WORK TASK –
When a line in the entries contains the word "units", copy that line in full.

EXTRACTED ENTRIES –

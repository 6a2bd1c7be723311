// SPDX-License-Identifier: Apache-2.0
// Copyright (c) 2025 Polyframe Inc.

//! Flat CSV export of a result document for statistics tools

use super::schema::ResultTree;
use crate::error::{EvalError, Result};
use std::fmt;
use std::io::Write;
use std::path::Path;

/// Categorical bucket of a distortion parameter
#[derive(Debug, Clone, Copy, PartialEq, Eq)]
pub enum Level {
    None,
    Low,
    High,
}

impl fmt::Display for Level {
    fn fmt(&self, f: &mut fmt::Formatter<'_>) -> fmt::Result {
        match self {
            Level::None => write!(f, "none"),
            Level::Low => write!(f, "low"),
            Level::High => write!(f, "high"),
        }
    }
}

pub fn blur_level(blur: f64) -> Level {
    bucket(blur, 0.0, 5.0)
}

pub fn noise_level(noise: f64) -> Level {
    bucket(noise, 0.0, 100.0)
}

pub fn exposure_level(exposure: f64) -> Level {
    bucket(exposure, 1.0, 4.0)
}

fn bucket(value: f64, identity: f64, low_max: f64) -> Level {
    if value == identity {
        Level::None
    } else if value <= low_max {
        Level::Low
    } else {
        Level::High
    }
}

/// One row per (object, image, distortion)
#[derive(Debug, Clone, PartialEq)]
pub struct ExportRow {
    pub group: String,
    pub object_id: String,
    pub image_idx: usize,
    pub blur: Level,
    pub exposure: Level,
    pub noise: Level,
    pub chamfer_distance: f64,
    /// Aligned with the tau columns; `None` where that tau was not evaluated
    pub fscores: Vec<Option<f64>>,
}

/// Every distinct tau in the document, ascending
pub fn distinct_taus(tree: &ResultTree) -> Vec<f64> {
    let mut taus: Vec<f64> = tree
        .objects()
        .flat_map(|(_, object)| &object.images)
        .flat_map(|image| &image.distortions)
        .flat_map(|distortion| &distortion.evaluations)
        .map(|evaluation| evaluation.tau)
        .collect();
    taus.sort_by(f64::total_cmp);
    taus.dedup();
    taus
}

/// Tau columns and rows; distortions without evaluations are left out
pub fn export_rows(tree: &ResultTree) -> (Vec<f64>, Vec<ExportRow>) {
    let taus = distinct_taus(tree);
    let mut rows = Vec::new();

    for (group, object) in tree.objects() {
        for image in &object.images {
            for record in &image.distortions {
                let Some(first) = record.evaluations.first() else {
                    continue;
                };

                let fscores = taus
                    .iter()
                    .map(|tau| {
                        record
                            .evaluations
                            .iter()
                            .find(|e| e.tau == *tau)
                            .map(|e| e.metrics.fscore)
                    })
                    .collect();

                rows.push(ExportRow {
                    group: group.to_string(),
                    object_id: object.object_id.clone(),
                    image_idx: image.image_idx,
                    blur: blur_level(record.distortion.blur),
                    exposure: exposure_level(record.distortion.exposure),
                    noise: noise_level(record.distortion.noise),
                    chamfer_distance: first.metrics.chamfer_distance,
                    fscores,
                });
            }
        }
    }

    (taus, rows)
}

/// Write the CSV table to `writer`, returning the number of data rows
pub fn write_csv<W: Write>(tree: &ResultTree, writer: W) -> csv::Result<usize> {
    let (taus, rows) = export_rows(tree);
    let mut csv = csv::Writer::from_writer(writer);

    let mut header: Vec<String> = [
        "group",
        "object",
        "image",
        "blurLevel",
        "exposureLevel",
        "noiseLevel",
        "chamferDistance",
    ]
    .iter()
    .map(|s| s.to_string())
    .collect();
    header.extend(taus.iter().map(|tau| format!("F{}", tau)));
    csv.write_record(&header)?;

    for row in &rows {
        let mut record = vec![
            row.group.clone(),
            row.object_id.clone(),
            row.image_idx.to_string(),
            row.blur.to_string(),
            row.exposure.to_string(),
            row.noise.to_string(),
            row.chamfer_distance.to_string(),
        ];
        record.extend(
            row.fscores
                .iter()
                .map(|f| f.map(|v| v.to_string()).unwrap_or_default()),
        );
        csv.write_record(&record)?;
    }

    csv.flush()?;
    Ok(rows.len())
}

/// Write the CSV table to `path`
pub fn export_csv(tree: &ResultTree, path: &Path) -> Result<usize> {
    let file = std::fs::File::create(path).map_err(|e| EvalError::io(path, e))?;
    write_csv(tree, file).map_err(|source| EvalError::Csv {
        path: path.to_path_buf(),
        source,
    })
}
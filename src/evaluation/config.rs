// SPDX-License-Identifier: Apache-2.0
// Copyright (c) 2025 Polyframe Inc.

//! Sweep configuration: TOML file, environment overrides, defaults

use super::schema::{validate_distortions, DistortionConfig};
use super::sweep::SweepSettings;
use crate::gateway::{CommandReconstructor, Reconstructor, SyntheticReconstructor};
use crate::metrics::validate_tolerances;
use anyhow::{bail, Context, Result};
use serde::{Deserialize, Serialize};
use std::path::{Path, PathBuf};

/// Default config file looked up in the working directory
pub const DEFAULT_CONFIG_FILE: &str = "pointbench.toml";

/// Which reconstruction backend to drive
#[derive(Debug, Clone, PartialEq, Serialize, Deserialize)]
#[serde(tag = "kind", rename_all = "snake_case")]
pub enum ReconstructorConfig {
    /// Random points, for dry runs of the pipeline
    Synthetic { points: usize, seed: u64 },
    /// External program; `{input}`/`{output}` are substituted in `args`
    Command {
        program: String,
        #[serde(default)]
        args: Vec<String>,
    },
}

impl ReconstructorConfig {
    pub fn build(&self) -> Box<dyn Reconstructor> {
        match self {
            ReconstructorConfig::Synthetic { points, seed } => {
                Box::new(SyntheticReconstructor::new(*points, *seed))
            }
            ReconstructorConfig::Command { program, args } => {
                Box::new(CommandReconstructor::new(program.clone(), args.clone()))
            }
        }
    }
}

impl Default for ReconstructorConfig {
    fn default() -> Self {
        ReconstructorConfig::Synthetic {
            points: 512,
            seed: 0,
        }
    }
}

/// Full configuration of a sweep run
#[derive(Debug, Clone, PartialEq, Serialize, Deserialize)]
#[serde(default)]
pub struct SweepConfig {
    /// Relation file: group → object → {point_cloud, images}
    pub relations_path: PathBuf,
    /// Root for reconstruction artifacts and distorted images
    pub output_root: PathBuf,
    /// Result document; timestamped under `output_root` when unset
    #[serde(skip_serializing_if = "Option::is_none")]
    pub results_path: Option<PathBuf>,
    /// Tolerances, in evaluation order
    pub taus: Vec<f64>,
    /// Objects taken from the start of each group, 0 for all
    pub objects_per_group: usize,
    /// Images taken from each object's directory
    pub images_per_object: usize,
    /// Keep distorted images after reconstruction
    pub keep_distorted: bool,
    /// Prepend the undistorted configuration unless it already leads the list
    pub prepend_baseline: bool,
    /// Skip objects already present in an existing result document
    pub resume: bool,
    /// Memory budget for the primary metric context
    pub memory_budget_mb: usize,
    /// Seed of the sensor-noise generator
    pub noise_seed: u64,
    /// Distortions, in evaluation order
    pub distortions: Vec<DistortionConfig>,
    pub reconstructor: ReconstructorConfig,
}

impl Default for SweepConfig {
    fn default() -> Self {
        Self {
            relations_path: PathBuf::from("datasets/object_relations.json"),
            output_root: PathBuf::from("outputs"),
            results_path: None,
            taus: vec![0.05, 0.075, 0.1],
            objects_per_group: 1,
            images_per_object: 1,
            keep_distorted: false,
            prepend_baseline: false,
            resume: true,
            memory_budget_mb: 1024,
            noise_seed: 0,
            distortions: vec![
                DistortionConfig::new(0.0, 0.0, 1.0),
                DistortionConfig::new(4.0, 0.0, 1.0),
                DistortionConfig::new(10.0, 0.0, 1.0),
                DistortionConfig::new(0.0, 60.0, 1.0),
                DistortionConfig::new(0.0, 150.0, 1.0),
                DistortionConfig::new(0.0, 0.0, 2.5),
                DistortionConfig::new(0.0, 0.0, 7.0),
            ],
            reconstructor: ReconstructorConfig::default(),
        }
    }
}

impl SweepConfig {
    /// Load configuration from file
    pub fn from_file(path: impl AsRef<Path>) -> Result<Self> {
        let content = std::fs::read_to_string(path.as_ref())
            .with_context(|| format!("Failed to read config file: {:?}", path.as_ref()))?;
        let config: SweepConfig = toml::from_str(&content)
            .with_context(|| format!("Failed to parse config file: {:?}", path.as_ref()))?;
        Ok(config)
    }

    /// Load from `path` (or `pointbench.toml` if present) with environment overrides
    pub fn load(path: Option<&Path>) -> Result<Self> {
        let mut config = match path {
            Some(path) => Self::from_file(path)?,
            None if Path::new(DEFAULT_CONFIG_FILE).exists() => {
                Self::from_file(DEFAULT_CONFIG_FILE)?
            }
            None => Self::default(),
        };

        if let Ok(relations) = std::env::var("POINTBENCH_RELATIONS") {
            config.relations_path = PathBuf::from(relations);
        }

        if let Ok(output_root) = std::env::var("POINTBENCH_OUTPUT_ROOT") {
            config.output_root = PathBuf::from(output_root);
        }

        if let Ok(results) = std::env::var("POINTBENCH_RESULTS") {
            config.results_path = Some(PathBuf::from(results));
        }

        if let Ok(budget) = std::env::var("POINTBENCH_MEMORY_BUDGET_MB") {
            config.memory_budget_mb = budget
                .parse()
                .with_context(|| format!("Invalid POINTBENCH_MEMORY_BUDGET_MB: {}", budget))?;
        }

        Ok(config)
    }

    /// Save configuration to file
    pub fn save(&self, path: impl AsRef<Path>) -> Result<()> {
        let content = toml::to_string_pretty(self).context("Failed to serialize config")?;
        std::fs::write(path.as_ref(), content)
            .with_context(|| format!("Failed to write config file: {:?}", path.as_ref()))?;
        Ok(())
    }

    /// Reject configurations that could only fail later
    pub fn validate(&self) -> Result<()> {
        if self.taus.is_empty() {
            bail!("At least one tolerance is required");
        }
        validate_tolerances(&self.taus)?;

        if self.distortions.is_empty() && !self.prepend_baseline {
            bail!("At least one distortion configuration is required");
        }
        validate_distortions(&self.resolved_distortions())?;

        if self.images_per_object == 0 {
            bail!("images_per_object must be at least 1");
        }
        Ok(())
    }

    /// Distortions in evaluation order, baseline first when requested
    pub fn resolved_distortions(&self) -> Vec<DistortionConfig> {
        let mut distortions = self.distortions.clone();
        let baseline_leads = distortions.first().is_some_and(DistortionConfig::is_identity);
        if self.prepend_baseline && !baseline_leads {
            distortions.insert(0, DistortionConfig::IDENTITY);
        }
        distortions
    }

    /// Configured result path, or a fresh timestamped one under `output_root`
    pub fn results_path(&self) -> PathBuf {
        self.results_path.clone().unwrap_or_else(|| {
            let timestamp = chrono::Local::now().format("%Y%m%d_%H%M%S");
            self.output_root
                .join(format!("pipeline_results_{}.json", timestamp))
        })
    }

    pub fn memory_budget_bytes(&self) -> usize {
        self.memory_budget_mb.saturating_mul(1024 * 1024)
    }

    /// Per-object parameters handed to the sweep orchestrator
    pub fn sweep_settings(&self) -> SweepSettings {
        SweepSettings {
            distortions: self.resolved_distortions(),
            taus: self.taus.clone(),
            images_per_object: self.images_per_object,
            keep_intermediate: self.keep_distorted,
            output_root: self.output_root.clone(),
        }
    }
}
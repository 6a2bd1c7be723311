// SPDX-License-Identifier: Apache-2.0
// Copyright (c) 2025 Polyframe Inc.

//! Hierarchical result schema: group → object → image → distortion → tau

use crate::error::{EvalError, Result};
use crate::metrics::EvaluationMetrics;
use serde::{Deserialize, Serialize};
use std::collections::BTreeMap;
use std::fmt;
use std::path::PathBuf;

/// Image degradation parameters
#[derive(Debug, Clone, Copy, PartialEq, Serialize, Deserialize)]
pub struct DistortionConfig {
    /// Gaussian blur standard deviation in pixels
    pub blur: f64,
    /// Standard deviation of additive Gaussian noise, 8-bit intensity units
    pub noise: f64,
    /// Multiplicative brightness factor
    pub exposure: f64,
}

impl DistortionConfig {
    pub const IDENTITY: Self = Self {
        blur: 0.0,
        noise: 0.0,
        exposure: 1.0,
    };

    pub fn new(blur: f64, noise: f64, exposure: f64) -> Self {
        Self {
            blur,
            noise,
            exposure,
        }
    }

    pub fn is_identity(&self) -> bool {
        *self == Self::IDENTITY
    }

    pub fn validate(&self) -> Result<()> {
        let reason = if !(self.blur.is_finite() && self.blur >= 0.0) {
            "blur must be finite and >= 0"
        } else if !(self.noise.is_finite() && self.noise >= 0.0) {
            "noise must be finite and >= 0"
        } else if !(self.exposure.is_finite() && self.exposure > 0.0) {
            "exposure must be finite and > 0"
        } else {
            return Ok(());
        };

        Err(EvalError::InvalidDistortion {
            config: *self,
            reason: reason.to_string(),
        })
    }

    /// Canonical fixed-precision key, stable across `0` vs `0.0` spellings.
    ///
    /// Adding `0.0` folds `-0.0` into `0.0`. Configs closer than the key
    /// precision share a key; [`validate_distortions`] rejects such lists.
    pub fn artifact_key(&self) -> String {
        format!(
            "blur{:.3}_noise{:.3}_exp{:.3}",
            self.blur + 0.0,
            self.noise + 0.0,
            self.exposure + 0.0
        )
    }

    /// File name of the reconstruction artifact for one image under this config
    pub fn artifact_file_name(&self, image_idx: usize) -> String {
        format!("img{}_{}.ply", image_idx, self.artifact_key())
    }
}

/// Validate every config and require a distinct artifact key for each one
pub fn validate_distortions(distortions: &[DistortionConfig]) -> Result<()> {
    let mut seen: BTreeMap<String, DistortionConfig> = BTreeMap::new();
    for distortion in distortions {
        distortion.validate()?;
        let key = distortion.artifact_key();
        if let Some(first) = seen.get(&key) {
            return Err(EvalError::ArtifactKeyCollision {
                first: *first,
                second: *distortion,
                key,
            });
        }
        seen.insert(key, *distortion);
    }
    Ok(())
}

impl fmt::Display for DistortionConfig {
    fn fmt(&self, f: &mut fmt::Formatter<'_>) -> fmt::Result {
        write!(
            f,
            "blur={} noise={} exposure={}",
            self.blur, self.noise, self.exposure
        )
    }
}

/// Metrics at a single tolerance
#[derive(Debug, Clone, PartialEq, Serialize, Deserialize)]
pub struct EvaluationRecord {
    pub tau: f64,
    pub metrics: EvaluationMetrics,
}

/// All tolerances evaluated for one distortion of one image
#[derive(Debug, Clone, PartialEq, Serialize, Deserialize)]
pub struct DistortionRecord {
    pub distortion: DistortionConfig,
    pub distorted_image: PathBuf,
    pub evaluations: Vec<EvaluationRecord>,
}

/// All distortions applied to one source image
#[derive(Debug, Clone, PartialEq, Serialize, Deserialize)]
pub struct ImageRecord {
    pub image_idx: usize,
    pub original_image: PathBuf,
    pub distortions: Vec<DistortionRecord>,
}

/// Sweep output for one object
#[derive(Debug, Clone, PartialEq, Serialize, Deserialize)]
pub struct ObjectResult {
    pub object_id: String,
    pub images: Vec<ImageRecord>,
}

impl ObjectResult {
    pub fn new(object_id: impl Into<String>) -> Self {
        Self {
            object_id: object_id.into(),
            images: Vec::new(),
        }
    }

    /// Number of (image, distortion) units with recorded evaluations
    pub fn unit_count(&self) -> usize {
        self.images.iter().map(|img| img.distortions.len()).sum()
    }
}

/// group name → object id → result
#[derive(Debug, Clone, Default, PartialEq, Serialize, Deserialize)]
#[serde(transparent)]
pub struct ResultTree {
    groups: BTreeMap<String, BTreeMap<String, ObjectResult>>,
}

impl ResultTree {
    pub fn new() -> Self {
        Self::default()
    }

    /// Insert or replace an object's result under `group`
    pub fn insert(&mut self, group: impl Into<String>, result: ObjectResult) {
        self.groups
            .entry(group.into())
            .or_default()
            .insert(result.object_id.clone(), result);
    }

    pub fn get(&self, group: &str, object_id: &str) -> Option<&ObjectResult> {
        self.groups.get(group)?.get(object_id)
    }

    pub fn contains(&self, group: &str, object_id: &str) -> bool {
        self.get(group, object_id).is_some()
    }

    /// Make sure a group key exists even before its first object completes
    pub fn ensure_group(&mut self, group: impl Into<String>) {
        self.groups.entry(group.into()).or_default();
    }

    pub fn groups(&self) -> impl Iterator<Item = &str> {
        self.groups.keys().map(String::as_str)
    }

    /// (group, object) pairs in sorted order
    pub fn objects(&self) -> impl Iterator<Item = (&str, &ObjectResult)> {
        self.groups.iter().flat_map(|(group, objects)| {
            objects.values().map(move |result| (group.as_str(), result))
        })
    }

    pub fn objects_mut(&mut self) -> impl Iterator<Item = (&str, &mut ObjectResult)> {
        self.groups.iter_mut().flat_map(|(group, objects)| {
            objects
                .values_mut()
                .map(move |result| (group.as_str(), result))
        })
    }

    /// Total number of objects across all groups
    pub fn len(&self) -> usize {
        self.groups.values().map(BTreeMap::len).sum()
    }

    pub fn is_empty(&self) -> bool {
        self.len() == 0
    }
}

EXERCISE ANSWER –
    /// Standard deviation of additive Gaussian noise, 8-bit intensity units
    /// Number of (image, distortion) units with recorded evaluations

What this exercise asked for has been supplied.